Determine the number of lines in the data that contain "context", and write only that number.

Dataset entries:

━━━━━━

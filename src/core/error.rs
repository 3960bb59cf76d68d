//! Error types for the logging core

pub type Result<T> = std::result::Result<T, LoggerError>;

#[derive(Debug, thiserror::Error)]
pub enum LoggerError {
    /// Invalid or contradictory construction options
    #[error("Invalid configuration for {component}: {message}")]
    InvalidConfiguration { component: String, message: String },

    /// A field value could not be rendered and was replaced by a placeholder
    #[error("Failed to encode field '{key}': {message}")]
    Encode { key: String, message: String },

    /// A sink rejected a record
    #[error("Write to sink '{sink}' failed: {source}")]
    SinkWrite {
        sink: String,
        #[source]
        source: std::io::Error,
    },

    /// A sink could not be flushed
    #[error("Flush of sink '{sink}' failed: {source}")]
    SinkFlush {
        sink: String,
        #[source]
        source: std::io::Error,
    },

    /// Aggregated failures collected while syncing every sink of a core
    #[error("sync failed for {} sink operation(s); first: {}", .failures.len(), first_message(.failures))]
    Sync { failures: Vec<LoggerError> },
}

fn first_message(failures: &[LoggerError]) -> String {
    failures
        .first()
        .map(ToString::to_string)
        .unwrap_or_else(|| "sync failed".to_string())
}

impl LoggerError {
    /// Create an invalid configuration error
    pub fn config(component: impl Into<String>, message: impl Into<String>) -> Self {
        LoggerError::InvalidConfiguration {
            component: component.into(),
            message: message.into(),
        }
    }

    /// Create an encode error for a single field
    pub fn encode(key: impl Into<String>, message: impl Into<String>) -> Self {
        LoggerError::Encode {
            key: key.into(),
            message: message.into(),
        }
    }

    /// Create a sink write error
    pub fn sink_write(sink: impl Into<String>, source: std::io::Error) -> Self {
        LoggerError::SinkWrite {
            sink: sink.into(),
            source,
        }
    }

    /// Create a sink flush error
    pub fn sink_flush(sink: impl Into<String>, source: std::io::Error) -> Self {
        LoggerError::SinkFlush {
            sink: sink.into(),
            source,
        }
    }

    /// Sink failures carried by a [`LoggerError::Sync`], or an empty slice
    pub fn failures(&self) -> &[LoggerError] {
        match self {
            LoggerError::Sync { failures } => failures,
            _ => &[],
        }
    }
}
impl Core {
    /// Create a core at `Info` level without caller capture
    pub fn new(encoder: Arc<dyn Encoder>, sinks: Vec<Arc<dyn Sink>>) -> Self {
        let config = CoreConfig {
            level: Level::default(),
            encoder,
            sinks: sinks
                .into_iter()
                .map(|sink| Arc::new(SinkSlot::new(sink)))
                .collect(),
            include_caller: false,
            fatal_hook: FatalHook::default(),
        };

        Self {
            config: ArcSwap::from_pointee(config),
            error_output: Arc::new(StderrSink::new()),
            metrics: LoggerMetrics::new(),
        }
    }

    #[must_use]
    pub fn with_level(self, level: Level) -> Self {
        self.set_level(level);
        self
    }

    /// Capture the file and line of each log call
    #[must_use]
    pub fn with_caller(self, include_caller: bool) -> Self {
        self.reconfigure(|config| config.include_caller = include_caller);
        self
    }

    #[must_use]
    pub fn with_fatal_hook(self, hook: FatalHook) -> Self {
        self.reconfigure(|config| config.fatal_hook = hook);
        self
    }

    /// Replace the sink that receives internal failure reports
    #[must_use]
    pub fn with_error_output(mut self, error_output: Arc<dyn Sink>) -> Self {
        self.error_output = error_output;
        self
    }

    fn reconfigure(&self, update: impl Fn(&mut CoreConfig)) {
        self.config.rcu(|current| {
            let mut next = CoreConfig::clone(current);
            update(&mut next);
            next
        });
    }

    /// Whether a record at `level` would be emitted
    #[inline]
    pub fn enabled(&self, level: Level) -> bool {
        level >= self.config.load().level
    }

    pub fn level(&self) -> Level {
        self.config.load().level
    }

    pub fn set_level(&self, level: Level) {
        self.reconfigure(|config| config.level = level);
    }

    /// Append a sink; it receives every record logged after this returns
    pub fn add_sink(&self, sink: Arc<dyn Sink>) {
        let slot = Arc::new(SinkSlot::new(sink));
        self.reconfigure(|config| config.sinks.push(Arc::clone(&slot)));
    }

    pub fn sink_names(&self) -> Vec<String> {
        self.config
            .load()
            .sinks
            .iter()
            .map(|slot| slot.sink.name().to_string())
            .collect()
    }

    pub fn encoder_name(&self) -> String {
        self.config.load().encoder.name().to_string()
    }

    pub fn includes_caller(&self) -> bool {
        self.config.load().include_caller
    }

    pub fn fatal_hook(&self) -> FatalHook {
        self.config.load().fatal_hook
    }

    pub fn metrics(&self) -> &LoggerMetrics {
        &self.metrics
    }

    /// Gate, encode and write one record
    ///
    /// Never returns an error: sink failures are reported on the error output
    /// and surfaced by the next [`Core::sync`]. At [`Level::Fatal`] every sink
    /// is flushed before the fatal hook runs; that flush leaves recorded write
    /// errors in place, so a later sync still returns them.
    pub fn log(
        &self,
        level: Level,
        message: &str,
        context: &[Field],
        fields: &[Field],
        location: &'static Location<'static>,
    ) {
        let config = self.config.load();
        if level < config.level {
            return;
        }

        let mut record = Record::new(level, message)
            .with_context(context)
            .with_fields(fields);
        if config.include_caller {
            record = record.with_caller(Caller::from(location));
        }

        let mut buf = take_buffer();
        let issues = config.encoder.encode(&record, &mut buf);
        if !issues.is_empty() {
            self.report_encode_issues(&issues);
        }
        self.write_to_sinks(&config.sinks, &buf);
        return_buffer(buf);

        if level == Level::Fatal {
            // Pending write errors stay in their slots for the next sync
            for (idx, slot) in config.sinks.iter().enumerate() {
                let _ = self.flush_slot(idx, slot);
            }
            let _ = self.error_output.flush();
            Self::run_fatal_hook(config.fatal_hook, message);
        }
    }

    /// Flush every sink, attempting all of them even after a failure
    ///
    /// Write errors recorded since the previous sync are returned along with
    /// flush errors, in sink order.
    pub fn sync(&self) -> Result<()> {
        let config = self.config.load();
        let mut failures = Vec::new();

        for (idx, slot) in config.sinks.iter().enumerate() {
            if let Some(err) = slot.take_pending() {
                failures.push(LoggerError::sink_write(slot.sink.name(), err));
            }
            if let Some(err) = self.flush_slot(idx, slot) {
                failures.push(err);
            }
        }

        if failures.is_empty() {
            Ok(())
        } else {
            Err(LoggerError::Sync { failures })
        }
    }

    /// Write one record to every sink with per-sink panic isolation
    fn write_to_sinks(&self, sinks: &[Arc<SinkSlot>], record: &[u8]) {
        let mut has_error = false;

        for (idx, slot) in sinks.iter().enumerate() {
            let result = panic::catch_unwind(AssertUnwindSafe(|| slot.sink.write(record)));

            let err = match result {
                Ok(Ok(())) => {
                    self.metrics.record_sink_write();
                    continue;
                }
                Ok(Err(e)) => {
                    self.report(format_args!(
                        "[LOGGER ERROR] Sink #{} ({}) write failed: {}",
                        idx,
                        slot.sink.name(),
                        e
                    ));
                    e
                }
                Err(panic_info) => {
                    let panic_msg = panic_message(&*panic_info);
                    self.metrics.record_sink_panic();
                    self.report(format_args!(
                        "[LOGGER CRITICAL] Sink #{} ({}) panicked during write: {}. \
                         Other sinks continue to function.",
                        idx,
                        slot.sink.name(),
                        panic_msg
                    ));
                    io::Error::other(format!("sink panicked: {}", panic_msg))
                }
            };

            has_error = true;
            self.metrics.record_write_failure();
            slot.record_pending(err);
        }

        if !has_error {
            self.metrics.record_written();
        }
    }

    /// Flush one sink, reporting and returning any failure
    fn flush_slot(&self, idx: usize, slot: &SinkSlot) -> Option<LoggerError> {
        let name = slot.sink.name();

        match panic::catch_unwind(AssertUnwindSafe(|| slot.sink.flush())) {
            Ok(Ok(())) => None,
            Ok(Err(e)) => {
                self.metrics.record_flush_failure();
                self.report(format_args!(
                    "[LOGGER ERROR] Sink #{} ({}) flush failed: {}",
                    idx, name, e
                ));
                Some(LoggerError::sink_flush(name, e))
            }
            Err(panic_info) => {
                let panic_msg = panic_message(&*panic_info);
                self.metrics.record_sink_panic();
                self.metrics.record_flush_failure();
                self.report(format_args!(
                    "[LOGGER CRITICAL] Sink #{} ({}) panicked during flush: {}. \
                     Other sinks continue to function.",
                    idx, name, panic_msg
                ));
                Some(LoggerError::sink_flush(
                    name,
                    io::Error::other(format!("sink panicked: {}", panic_msg)),
                ))
            }
        }
    }

    fn report_encode_issues(&self, issues: &[LoggerError]) {
        self.metrics.record_encode_placeholders(issues.len() as u64);
        for issue in issues {
            self.report(format_args!("[LOGGER WARNING] {}; placeholder written", issue));
        }
    }

    /// Write one line to the error output, ignoring its own failures
    fn report(&self, args: fmt::Arguments<'_>) {
        let line = format!("{} {}\n", Utc::now().format("%Y-%m-%dT%H:%M:%S%.3fZ"), args);
        let _ = panic::catch_unwind(AssertUnwindSafe(|| self.error_output.write(line.as_bytes())));
    }

    fn run_fatal_hook(hook: FatalHook, message: &str) {
        match hook {
            FatalHook::Exit(code) => std::process::exit(code),
            FatalHook::Panic => panic!("fatal log record: {}", message),
            FatalHook::Continue => {}
        }
    }
}
//! Logging macros with `format!`-style messages.
//!
//! The message is formatted only when the level is enabled. Fields go in an
//! optional bracketed list before the format string.
//!
//! # Examples
//!
//! ```
//! use spark::{info, warn, Field, Logger, MemorySink};
//! use std::sync::Arc;
//!
//! let sink = Arc::new(MemorySink::new());
//! let logger = Logger::builder().output(sink.clone()).build().unwrap();
//!
//! info!(logger, "Server started");
//!
//! let port = 8080;
//! info!(logger, "Server listening on port {}", port);
//!
//! warn!(logger, [Field::int("attempt", 3)], "Retrying {}", "upstream");
//! assert!(sink.contents().contains("Retrying upstream attempt=3"));
//! ```

/// Log a message at an explicit level.
///
/// # Examples
///
/// ```
/// # use spark::{Field, Level, Logger};
/// # let logger = Logger::builder().build().unwrap();
/// use spark::log;
/// log!(logger, Level::Info, "Simple message");
/// log!(logger, Level::Error, "Error code: {}", 500);
/// log!(logger, Level::Warn, [Field::string("path", "/api")], "Slow request");
/// ```
#[macro_export]
macro_rules! log {
    ($logger:expr, $level:expr, [$($field:expr),* $(,)?], $($arg:tt)+) => {{
        let logger = &$logger;
        let level = $level;
        if logger.enabled(level) {
            logger.log(level, &::std::format!($($arg)+), &[$($field),*]);
        }
    }};
    ($logger:expr, $level:expr, $($arg:tt)+) => {
        $crate::log!($logger, $level, [], $($arg)+)
    };
}

/// Log a debug-level message.
///
/// # Examples
///
/// ```
/// # use spark::Logger;
/// # let logger = Logger::builder().build().unwrap();
/// use spark::debug;
/// debug!(logger, "Debug information");
/// debug!(logger, "Counter value: {}", 10);
/// ```
#[macro_export]
macro_rules! debug {
    ($logger:expr, [$($field:expr),* $(,)?], $($arg:tt)+) => {
        $crate::log!($logger, $crate::Level::Debug, [$($field),*], $($arg)+)
    };
    ($logger:expr, $($arg:tt)+) => {
        $crate::log!($logger, $crate::Level::Debug, $($arg)+)
    };
}

/// Log an info-level message.
#[macro_export]
macro_rules! info {
    ($logger:expr, [$($field:expr),* $(,)?], $($arg:tt)+) => {
        $crate::log!($logger, $crate::Level::Info, [$($field),*], $($arg)+)
    };
    ($logger:expr, $($arg:tt)+) => {
        $crate::log!($logger, $crate::Level::Info, $($arg)+)
    };
}

/// Log a warning-level message.
#[macro_export]
macro_rules! warn {
    ($logger:expr, [$($field:expr),* $(,)?], $($arg:tt)+) => {
        $crate::log!($logger, $crate::Level::Warn, [$($field),*], $($arg)+)
    };
    ($logger:expr, $($arg:tt)+) => {
        $crate::log!($logger, $crate::Level::Warn, $($arg)+)
    };
}

/// Log an error-level message.
///
/// # Examples
///
/// ```
/// # use spark::Logger;
/// # let logger = Logger::builder().build().unwrap();
/// use spark::{error, Field};
/// let err = std::io::Error::other("connection reset");
/// error!(logger, [Field::err(&err)], "Failed to connect to {}", "db-1");
/// ```
#[macro_export]
macro_rules! error {
    ($logger:expr, [$($field:expr),* $(,)?], $($arg:tt)+) => {
        $crate::log!($logger, $crate::Level::Error, [$($field),*], $($arg)+)
    };
    ($logger:expr, $($arg:tt)+) => {
        $crate::log!($logger, $crate::Level::Error, $($arg)+)
    };
}

/// Log a fatal-level message, then run the logger's fatal hook.
#[macro_export]
macro_rules! fatal {
    ($logger:expr, [$($field:expr),* $(,)?], $($arg:tt)+) => {
        $crate::log!($logger, $crate::Level::Fatal, [$($field),*], $($arg)+)
    };
    ($logger:expr, $($arg:tt)+) => {
        $crate::log!($logger, $crate::Level::Fatal, $($arg)+)
    };
}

━━━━━━

== Answer to the problem ==
2